# 55 gallon from petco? $



## outpost (Mar 30, 2010)

How much do you think a new 55 gallon standard glass aquarium from petco would cost? Just the tank, nothing else.
_Posted via Mobile Device_


----------



## iamntbatman (Jan 3, 2008)

I'm pretty sure I've seen a 55g that comes with the lighted hood for about $120 at Petsmart.


----------



## scalar (Apr 19, 2010)

at petco like 189$ walmart sells a complete kit besides the stand for 180$.


----------



## JohnnyD44 (Dec 5, 2008)

you'd be better off checking out craiglist. you can something twice the size of a 55G for $180....

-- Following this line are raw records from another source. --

impl SessionDescription {
    /// Creates a new session description with the values JSEP expects
    /// (RFC 8829 5.2.1), an empty media list and a random session id.
    pub fn new_jsep_session_description(identity: bool) -> Self {
        let d = SessionDescription {
            version: 0,
            origin: Origin {
                username: "-".to_string(),
                session_id: new_session_id(),
                session_version: 2,
                network_type: "IN".to_string(),
                address_type: "IP4".to_string(),
                unicast_address: "127.0.0.1".to_string(),
            },
            session_name: "-".to_string(),
            time_descriptions: vec![TimeDescription {
                timing: Timing {
                    start_time: 0,
                    stop_time: 0,
                },
                repeat_times: vec![],
            }],
            ..Default::default()
        };

        if identity {
            d.with_property_attribute(ATTR_KEY_IDENTITY.to_string())
        } else {
            d
        }
    }

    /// with_property_attribute adds a property attribute 'a=key' to the session description
    pub fn with_property_attribute(mut self, key: String) -> Self {
        self.attributes.push(Attribute::new(key, None));
        self
    }

    /// with_value_attribute adds a value attribute 'a=key:value' to the session description
    pub fn with_value_attribute(mut self, key: String, value: String) -> Self {
        self.attributes.push(Attribute::new(key, Some(value)));
        self
    }

    /// with_fingerprint adds a fingerprint to the session description
    pub fn with_fingerprint(self, algorithm: String, value: String) -> Self {
        self.with_value_attribute(ATTR_KEY_FINGERPRINT.to_string(), algorithm + " " + value.as_str())
    }

    /// with_media adds a media description to the session description
    pub fn with_media(mut self, md: MediaDescription) -> Self {
        self.media_descriptions.push(md);
        self
    }

    /// attribute returns the value of an attribute and if it exists
    pub fn attribute(&self, key: &str) -> Option<&String> {
        for a in &self.attributes {
            if a.key == key {
                return a.value.as_ref();
            }
        }
        None
    }

    pub fn has_attribute(&self, key: &str) -> bool {
        self.attributes.iter().any(|a| a.key == key)
    }

    /// `a=group` attributes as (semantics, identification tags).
    pub fn groups(&self) -> Vec<(&str, Vec<&str>)> {
        self.attributes
            .iter()
            .filter(|a| a.key == ATTR_KEY_GROUP)
            .filter_map(|a| a.value.as_deref())
            .filter_map(|v| {
                let mut fields = v.split_whitespace();
                fields.next().map(|semantics| (semantics, fields.collect()))
            })
            .collect()
    }

    /// The mids of the first `a=group:BUNDLE` attribute.
    pub fn bundle_group(&self) -> Option<Vec<&str>> {
        self.groups()
            .into_iter()
            .find(|(semantics, _)| *semantics == SEMANTIC_TOKEN_BUNDLE)
            .map(|(_, mids)| mids)
    }

    pub fn media_by_mid(&self, mid: &str) -> Option<&MediaDescription> {
        self.media_descriptions
            .iter()
            .find(|m| m.mid() == Some(mid))
    }

    /// get_codec_for_payload_type scans the SessionDescription for the given payload type and returns the codec
    pub fn get_codec_for_payload_type(&self, payload_type: u8) -> Result<Codec> {
        for m in &self.media_descriptions {
            if let Ok(codec) = m.get_codec_for_payload_type(payload_type) {
                return Ok(codec);
            }
        }
        Err(Error::PayloadTypeNotFound)
    }

    /// get_payload_type_for_codec scans the SessionDescription for a codec
    /// describing the same format and returns its payload type
    pub fn get_payload_type_for_codec(&self, wanted: &Codec) -> Result<u8> {
        for m in &self.media_descriptions {
            for codec in m.codecs()? {
                if codec.same_format(wanted) {
                    return Ok(codec.payload_type);
                }
            }
        }
        Err(Error::CodecNotFound)
    }

    /// ICE credentials of the first media section carrying them, falling
    /// back to the session level (RFC 8839 5.4).
    pub fn ice_credentials(&self) -> (Option<&str>, Option<&str>) {
        let session = (
            self.attribute(ATTR_KEY_ICE_UFRAG).map(String::as_str),
            self.attribute(ATTR_KEY_ICE_PWD).map(String::as_str),
        );
        for m in &self.media_descriptions {
            let (ufrag, pwd) = m.ice_credentials();
            if ufrag.is_some() || pwd.is_some() {
                return (ufrag.or(session.0), pwd.or(session.1));
            }
        }
        session
    }

    /// Fingerprints asserted at the session level followed by those of
    /// every media section.
    pub fn fingerprints(&self) -> Vec<&str> {
        self.attributes
            .iter()
            .filter(|a| a.key == ATTR_KEY_FINGERPRINT)
            .filter_map(|a| a.value.as_deref())
            .chain(self.media_descriptions.iter().flat_map(|m| m.fingerprints()))
            .collect()
    }

    /// `a=setup` of the first media section declaring one, else the session level.
    pub fn connection_role(&self) -> ConnectionRole {
        self.media_descriptions
            .iter()
            .map(|m| m.connection_role())
            .find(|r| *r != ConnectionRole::Unspecified)
            .unwrap_or_else(|| {
                self.attribute(ATTR_KEY_CONNECTION_SETUP)
                    .map(|v| ConnectionRole::from(v.as_str()))
                    .unwrap_or_default()
            })
    }

    /// Candidate attribute values of every media section, with the section index.
    pub fn candidates(&self) -> Vec<(usize, &str)> {
        self.media_descriptions
            .iter()
            .enumerate()
            .flat_map(|(i, m)| m.candidates().into_iter().map(move |c| (i, c)))
            .collect()
    }

    /// Whether the session advertises an ICE option, at session or media level.
    pub fn has_ice_option(&self, option: &str) -> bool {
        let has = |v: &str| v.split_whitespace().any(|o| o == option);
        self.attributes
            .iter()
            .filter(|a| a.key == ATTR_KEY_ICE_OPTIONS)
            .filter_map(|a| a.value.as_deref())
            .any(has)
            || self
                .media_descriptions
                .iter()
                .flat_map(|m| m.attribute_values(ATTR_KEY_ICE_OPTIONS))
                .any(has)
    }

    /// Marshal takes a SDP struct to text
    /// <https://tools.ietf.org/html/rfc4566#section-5>
    ///
    /// Session description
    ///    v=  (protocol version)
    ///    o=  (originator and session identifier)
    ///    s=  (session name)
    ///    i=* (session information)
    ///    u=* (URI of description)
    ///    e=* (email address)
    ///    p=* (phone number)
    ///    c=* (connection information -- not required if included in
    ///         all media)
    ///    b=* (zero or more bandwidth information lines)
    ///    One or more time descriptions ("t=" and "r=" lines; see below)
    ///    z=* (time zone adjustments)
    ///    k=* (encryption key)
    ///    a=* (zero or more session attribute lines)
    ///    Zero or more media descriptions
    ///
    /// Time description
    ///    t=  (time the session is active)
    ///    r=* (zero or more repeat times)
    ///
    /// Media description, if present
    ///    m=  (media name and transport address)
    ///    i=* (media title)
    ///    c=* (connection information -- optional if included at
    ///         session level)
    ///    b=* (zero or more bandwidth information lines)
    ///    k=* (encryption key)
    ///    a=* (zero or more media attribute lines)
    pub fn marshal(&self) -> String {
        let mut result = String::new();

        write_line(&mut result, 'v', &self.version.to_string());
        write_line(&mut result, 'o', &self.origin.to_string());
        write_line(&mut result, 's', &self.session_name);

        if let Some(session_information) = &self.session_information {
            write_line(&mut result, 'i', session_information);
        }
        if let Some(uri) = &self.uri {
            write_line(&mut result, 'u', uri);
        }
        if let Some(email_address) = &self.email_address {
            write_line(&mut result, 'e', email_address);
        }
        if let Some(phone_number) = &self.phone_number {
            write_line(&mut result, 'p', phone_number);
        }
        if let Some(connection_information) = &self.connection_information {
            write_line(&mut result, 'c', &connection_information.to_string());
        }
        for bandwidth in &self.bandwidth {
            write_line(&mut result, 'b', &bandwidth.to_string());
        }
        for time_description in &self.time_descriptions {
            write_line(&mut result, 't', &time_description.timing.to_string());
            for repeat_time in &time_description.repeat_times {
                write_line(&mut result, 'r', &repeat_time.to_string());
            }
        }
        if !self.time_zones.is_empty() {
            let zones: Vec<String> = self.time_zones.iter().map(|z| z.to_string()).collect();
            write_line(&mut result, 'z', &zones.join(" "));
        }
        if let Some(encryption_key) = &self.encryption_key {
            write_line(&mut result, 'k', encryption_key);
        }
        for attribute in &self.attributes {
            write_line(&mut result, 'a', &attribute.to_string());
        }
        for media_description in &self.media_descriptions {
            media_description.marshal_into(&mut result);
        }

        result
    }

    /// Unmarshal parses SDP text. Lines may end in LF or CRLF. Lines of
    /// unknown types are skipped, fields of known types must be well formed.
    pub fn unmarshal<R: io::BufRead>(reader: &mut R) -> Result<Self> {
        let mut desc = SessionDescription::default();
        let mut state = ParseState::Start;
        let mut has_origin = false;
        let mut has_session_name = false;

        for line in io::BufRead::lines(&mut *reader) {
            let line = line?;
            let line = line.trim_end();
            if line.is_empty() {
                continue;
            }

            let (key, value) = split_line(line)?;
            match (state, key) {
                (ParseState::Start, 'v') => {
                    desc.version = value
                        .trim()
                        .parse::<Version>()
                        .map_err(|_| Error::SdpInvalidValue(format!("`v={value}`")))?;
                    state = ParseState::Session;
                }
                (ParseState::Start, _) => {
                    return Err(Error::SdpInvalidSyntax(format!(
                        "sdp must start with `v=`, got `{line}`"
                    )));
                }
                (ParseState::Session, 'v') | (ParseState::Media, 'v') => {
                    return Err(Error::SdpInvalidSyntax(format!("duplicate `{line}`")));
                }

                (ParseState::Session, 'o') => {
                    desc.origin = Origin::unmarshal(value)?;
                    has_origin = true;
                }
                (ParseState::Session, 's') => {
                    desc.session_name = value.to_owned();
                    has_session_name = true;
                }
                (ParseState::Session, 'i') => desc.session_information = Some(value.to_owned()),
                (ParseState::Session, 'u') => desc.uri = Some(value.to_owned()),
                (ParseState::Session, 'e') => desc.email_address = Some(value.to_owned()),
                (ParseState::Session, 'p') => desc.phone_number = Some(value.to_owned()),
                (ParseState::Session, 'c') => {
                    desc.connection_information = Some(ConnectionInformation::unmarshal(value)?)
                }
                (ParseState::Session, 'b') => desc.bandwidth.push(Bandwidth::unmarshal(value)?),
                (ParseState::Session, 't') => desc.time_descriptions.push(TimeDescription {
                    timing: unmarshal_timing(value)?,
                    repeat_times: vec![],
                }),
                (ParseState::Session, 'r') => {
                    let repeat_time = unmarshal_repeat_time(value)?;
                    let Some(td) = desc.time_descriptions.last_mut() else {
                        return Err(Error::SdpInvalidSyntax(format!("`r=` before `t=`: {line}")));
                    };
                    td.repeat_times.push(repeat_time);
                }
                (ParseState::Session, 'z') => desc.time_zones = unmarshal_time_zones(value)?,
                (ParseState::Session, 'k') => desc.encryption_key = Some(value.to_owned()),
                (ParseState::Session, 'a') => desc.attributes.push(Attribute::unmarshal(value)),

                (_, 'm') => {
                    if !has_origin || !has_session_name {
                        return Err(Error::SdpInvalidSyntax(
                            "media description before `o=` and `s=`".to_owned(),
                        ));
                    }
                    desc.media_descriptions.push(MediaDescription {
                        media_name: MediaName::unmarshal(value)?,
                        ..Default::default()
                    });
                    state = ParseState::Media;
                }

                (ParseState::Media, 'i' | 'c' | 'b' | 'k' | 'a') => {
                    let Some(media) = desc.media_descriptions.last_mut() else {
                        return Err(Error::SdpInvalidSyntax(line.to_owned()));
                    };
                    match key {
                        'i' => media.media_title = Some(value.to_owned()),
                        'c' => {
                            media.connection_information =
                                Some(ConnectionInformation::unmarshal(value)?)
                        }
                        'b' => media.bandwidth.push(Bandwidth::unmarshal(value)?),
                        'k' => media.encryption_key = Some(value.to_owned()),
                        _ => {
                            let attribute = Attribute::unmarshal(value);
                            if attribute.key == ATTR_KEY_RTPMAP {
                                parse_rtpmap(attribute.value.as_deref().unwrap_or_default())?;
                            }
                            media.attributes.push(attribute);
                        }
                    }
                }
                (ParseState::Media, 'o' | 's' | 'u' | 'e' | 'p' | 't' | 'r' | 'z') => {
                    return Err(Error::SdpInvalidSyntax(format!(
                        "session level `{line}` inside a media description"
                    )));
                }

                // unknown types are ignored (RFC 4566 5)
                _ => {}
            }
        }

        if state == ParseState::Start {
            return Err(Error::SdpInvalidSyntax("empty session description".to_owned()));
        }
        if !has_origin || !has_session_name {
            return Err(Error::SdpInvalidSyntax("missing `o=` or `s=`".to_owned()));
        }

        Ok(desc)
    }
}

My dad got his 150G tank, with hood lights and stand for $150.....

I'd check on their web-site or google shopper


----------



## outpost (Mar 30, 2010)

Yah I already emailed 2 people on craigslist and called one guy. No one has got back to me yet. I hope the do. One of them was giving away a 60 gallon tank. The only contact info he had on the page was random craigslist email. Every time I email the one they provide I seem to never get a response back. I hope I do this time though.
_Posted via Mobile Device_


----------



## redchigh (Jan 20, 2010)

Post on freecycle, and people will email you to sell you one.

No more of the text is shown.